— Если не дойдёт — она едет домой. В тот же день. Венчается с Хидэо до конца сезона. И к воде больше не приходит никогда. — Дзёген обернулся, и лицо у него было каменное, родовое, то, каким он, должно быть, оглашал приговоры пятнадцать лет. — Это не жестокость, волчонок. Это самое милосердное, что я могу. Я даю ей шанс, которого не давали никому до неё. Один. На арене. Заработанный, не вымоленный. Так в нашей крови добывают всё, что стоит того, чтобы иметь. — Он помолчал. — Передай ей. От меня она такое примет в штыки, из гордости. От тебя — может, услышит.
Сэт хотел уйти, но что-то держало его — то, что он видел нутром, в усталом течении старика, и о чём не мог не спросить.
— Вы сказали, растили её безупречной, — проговорил он. — А её мать? Лисса о ней не говорит.
Дзёген замер, и впервые за весь разговор сухое родовое лицо дрогнуло по-настоящему, как трогается лёд по весне, — глубоко, изнутри.
— Её мать тоже была наследницей, — сказал он тихо. — До Лиссы. И тоже однажды захотела сама — не жениха, не Путь, а просто захотела, по-человечески. Клан не дал ей шанса, какой я даю Лиссе. Клан не дал ей ничего. Сломал, выдал, вернул в долину красивой мёртвой куклой. Я смотрел на это молодым наставником и молчал — кто я был, чтоб спорить с кровью. Она угасла к тридцати. Просто перестала быть, оставшись жить. — Старик отвернулся к окну. — Я растил Лиссу с трёх лет и поклялся себе, что с ней так не будет. Что я дам ей хотя бы шанс, какого не дали матери. Вот и весь мой секрет, волчонок. Я не милосердный. Я просто один раз в жизни видел, что бывает без милосердия, и не хочу увидеть второй раз — теми же глазами, на той же крови. — Он помолчал. — Так что не думай, будто я тебе враг. Я, может, единственный во всём клане, кто втайне хочет, чтоб моя девочка дошла до вершины. Только сказать ей этого я не вправе. Скажешь ты.
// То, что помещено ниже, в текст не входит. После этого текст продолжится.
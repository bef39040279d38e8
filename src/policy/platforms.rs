//! Platform policy table.

use std::collections::BTreeMap;

use crate::config::{OrchestratorConfig, PlatformPolicy};
use crate::policy::{normalize_platform, PlatformPolicyProvider};

fn policy(
    char_limit: usize,
    target_chars: Option<usize>,
    primary: &str,
    fallback: &str,
    tone: &str,
    features: &str,
    format: &str,
) -> PlatformPolicy {
    PlatformPolicy {
        char_limit,
        target_chars,
        default_model: primary.to_string(),
        fallback_model: Some(fallback.to_string()),
        tone: Some(tone.to_string()),
        features: Some(features.to_string()),
        format: Some(format.to_string()),
    }
}

/// Built-in policies for the supported platforms.
pub fn builtin_policies() -> BTreeMap<String, PlatformPolicy> {
    let twitter = policy(
        280,
        None,
        "xai",
        "openai",
        "concise and engaging",
        "Use 1-2 relevant hashtags, make every word count",
        "Hook in first line, deliver value quickly",
    );
    let tiktok = policy(
        2200,
        None,
        "xai",
        "openai",
        "energetic and trendy",
        "Short, punchy, emoji-heavy, trending hashtags, call-to-action",
        "Immediate hook, quick value, strong CTA",
    );

    BTreeMap::from([
        (
            "linkedin".to_string(),
            policy(
                3000,
                Some(700),
                "openai",
                "gemini",
                "direct, human, reflective",
                "Short paragraphs (1-2 lines), no links, no emojis as bullet points, \
                 2-3 broad hashtags at the very end",
                "Punchy hook under 140 chars, honest experience, \
                 end with exactly one open question",
            ),
        ),
        ("twitter".to_string(), twitter.clone()),
        ("x".to_string(), twitter),
        (
            "reddit".to_string(),
            policy(
                3000,
                None,
                "anthropic",
                "gemini",
                "conversational and authentic",
                "Be genuine, avoid corporate speak, provide real value to the community",
                "Engaging title mindset, detailed explanation, encourage discussion",
            ),
        ),
        (
            "instagram".to_string(),
            policy(
                2200,
                None,
                "gemini",
                "openai",
                "visual and inspiring",
                "Use emojis strategically, include 10-15 relevant hashtags at the end",
                "Attention-grabbing opening, storytelling, call-to-action, hashtags at the end",
            ),
        ),
        (
            "facebook".to_string(),
            policy(
                3000,
                None,
                "openai",
                "gemini",
                "casual-professional and relatable",
                "Conversational yet polished, questions to encourage engagement",
                "Personal hook, value delivery, call-to-action or question",
            ),
        ),
        ("tiktok".to_string(), tiktok),
    ])
}

/// Built-in table overlaid with configured policies.
#[derive(Debug, Clone)]
pub struct ConfigPolicies {
    policies: BTreeMap<String, PlatformPolicy>,
    default_policy: PlatformPolicy,
}

impl ConfigPolicies {
    pub fn new(
        overrides: BTreeMap<String, PlatformPolicy>,
        default_policy: PlatformPolicy,
    ) -> Self {
        let mut policies = builtin_policies();
        for (platform, policy) in overrides {
            policies.insert(normalize_platform(&platform), policy);
        }
        Self {
            policies,
            default_policy,
        }
    }

    pub fn from_config(config: &OrchestratorConfig) -> Self {
        Self::new(config.platforms.clone(), config.default_policy.clone())
    }
}

impl Default for ConfigPolicies {
    fn default() -> Self {
        Self::new(BTreeMap::new(), PlatformPolicy::default())
    }
}

impl PlatformPolicyProvider for ConfigPolicies {
    fn get_policy(&self, platform: &str) -> PlatformPolicy {
        self.policies
            .get(&normalize_platform(platform))
            .cloned()
            .unwrap_or_else(|| self.default_policy.clone())
    }

    fn platforms(&self) -> Vec<String> {
        self.policies.keys().cloned().collect()
    }
}
//! Model spec parsing.
//!
//! # Responsibilities
//! - Parse `provider`, `provider:model` and `provider/model` specs
//! - Resolve a bare model id to its provider by prefix
//!
//! # Design Decisions
//! - Provider names are normalized to lowercase
//! - A bare token resolves by prefix only when it looks like a model id
//!   (contains '-'), so `gemini` stays a provider name
//! - Unknown providers parse fine; the registry decides whether they exist

use std::fmt;

use serde::Serialize;

/// Bare model id prefixes and the provider serving them.
const MODEL_PREFIXES: &[(&str, &str)] = &[
    ("gpt-", "openai"),
    ("o1", "openai"),
    ("o3", "openai"),
    ("o4", "openai"),
    ("claude", "anthropic"),
    ("gemini", "gemini"),
    ("grok", "xai"),
];

/// A routing candidate: provider name plus optional model override.
#[derive(Debug, Clone, PartialEq, Eq, Hash, Serialize)]
pub struct ModelChoice {
    pub provider: String,
    pub model: Option<String>,
}

impl ModelChoice {
    /// Candidate using the provider's default model.
    pub fn provider(name: impl Into<String>) -> Self {
        Self {
            provider: name.into().to_lowercase(),
            model: None,
        }
    }

    pub fn with_model(name: impl Into<String>, model: impl Into<String>) -> Self {
        Self {
            provider: name.into().to_lowercase(),
            model: Some(model.into()),
        }
    }

    /// Parse a model spec.
    pub fn parse(spec: &str) -> Self {
        let spec = spec.trim();

        if let Some((provider, model)) = spec.split_once(&[':', '/'][..]) {
            let model = model.trim();
            return Self {
                provider: provider.trim().to_lowercase(),
                model: (!model.is_empty()).then(|| model.to_string()),
            };
        }

        match provider_for_model(spec) {
            Some(provider) => Self::with_model(provider, spec),
            None => Self::provider(spec),
        }
    }
}

impl fmt::Display for ModelChoice {
    fn fmt(&self, f: &mut fmt::Formatter<'_>) -> fmt::Result {
        match &self.model {
            Some(model) => write!(f, "{}:{}", self.provider, model),
            None => f.write_str(&self.provider),
        }
    }
}

/// Provider serving a bare model id, if the id is recognized.
pub fn provider_for_model(model: &str) -> Option<&'static str> {
    if !model.contains('-') {
        return None;
    }
    let lowered = model.to_lowercase();
    MODEL_PREFIXES
        .iter()
        .find(|(prefix, _)| lowered.starts_with(prefix))
        .map(|(_, provider)| *provider)
}

#[cfg(test)]
mod tests {
    use super::*;

    #[test]
    fn test_parse_provider_name() {
        assert_eq!(ModelChoice::parse("Gemini"), ModelChoice::provider("gemini"));
        assert_eq!(ModelChoice::parse(" xai "), ModelChoice::provider("xai"));
    }

    #[test]
    fn test_parse_explicit_model() {
        assert_eq!(
            ModelChoice::parse("anthropic:claude-haiku-4-5"),
            ModelChoice::with_model("anthropic", "claude-haiku-4-5")
        );
        assert_eq!(
            ModelChoice::parse("openai/gpt-5-mini"),
            ModelChoice::with_model("openai", "gpt-5-mini")
        );
        assert_eq!(ModelChoice::parse("openai:"), ModelChoice::provider("openai"));
    }

    #[test]
    fn test_parse_bare_model_id() {
        assert_eq!(ModelChoice::parse("gpt-5-mini").provider, "openai");
        assert_eq!(ModelChoice::parse("o3-mini").provider, "openai");
        assert_eq!(ModelChoice::parse("claude-haiku-4-5").provider, "anthropic");
        assert_eq!(ModelChoice::parse("grok-4-1-fast-reasoning").provider, "xai");
        assert_eq!(
            ModelChoice::parse("gemini-3-flash-preview").model.as_deref(),
            Some("gemini-3-flash-preview")
        );
        // no prefix match: treated as a provider name
        assert_eq!(ModelChoice::parse("mistral-large"), ModelChoice::provider("mistral-large"));
    }

    #[test]
    fn test_display() {
        assert_eq!(ModelChoice::parse("gpt-5-mini").to_string(), "openai:gpt-5-mini");
        assert_eq!(ModelChoice::provider("gemini").to_string(), "gemini");
    }
}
Сэт смотрел на старика и понимал, что пришёл сюда судить, а уходит, не смея этого делать, — потому что Дзёген оказался не тюремщиком, а таким же, как Гелла, как Чджа: человеком, который любит так, как умеет, в клетке, которую не он построил.
Лисса не приняла в штыки — она засмеялась, коротко, зло, и в смехе её было больше слёз, чем в любом плаче.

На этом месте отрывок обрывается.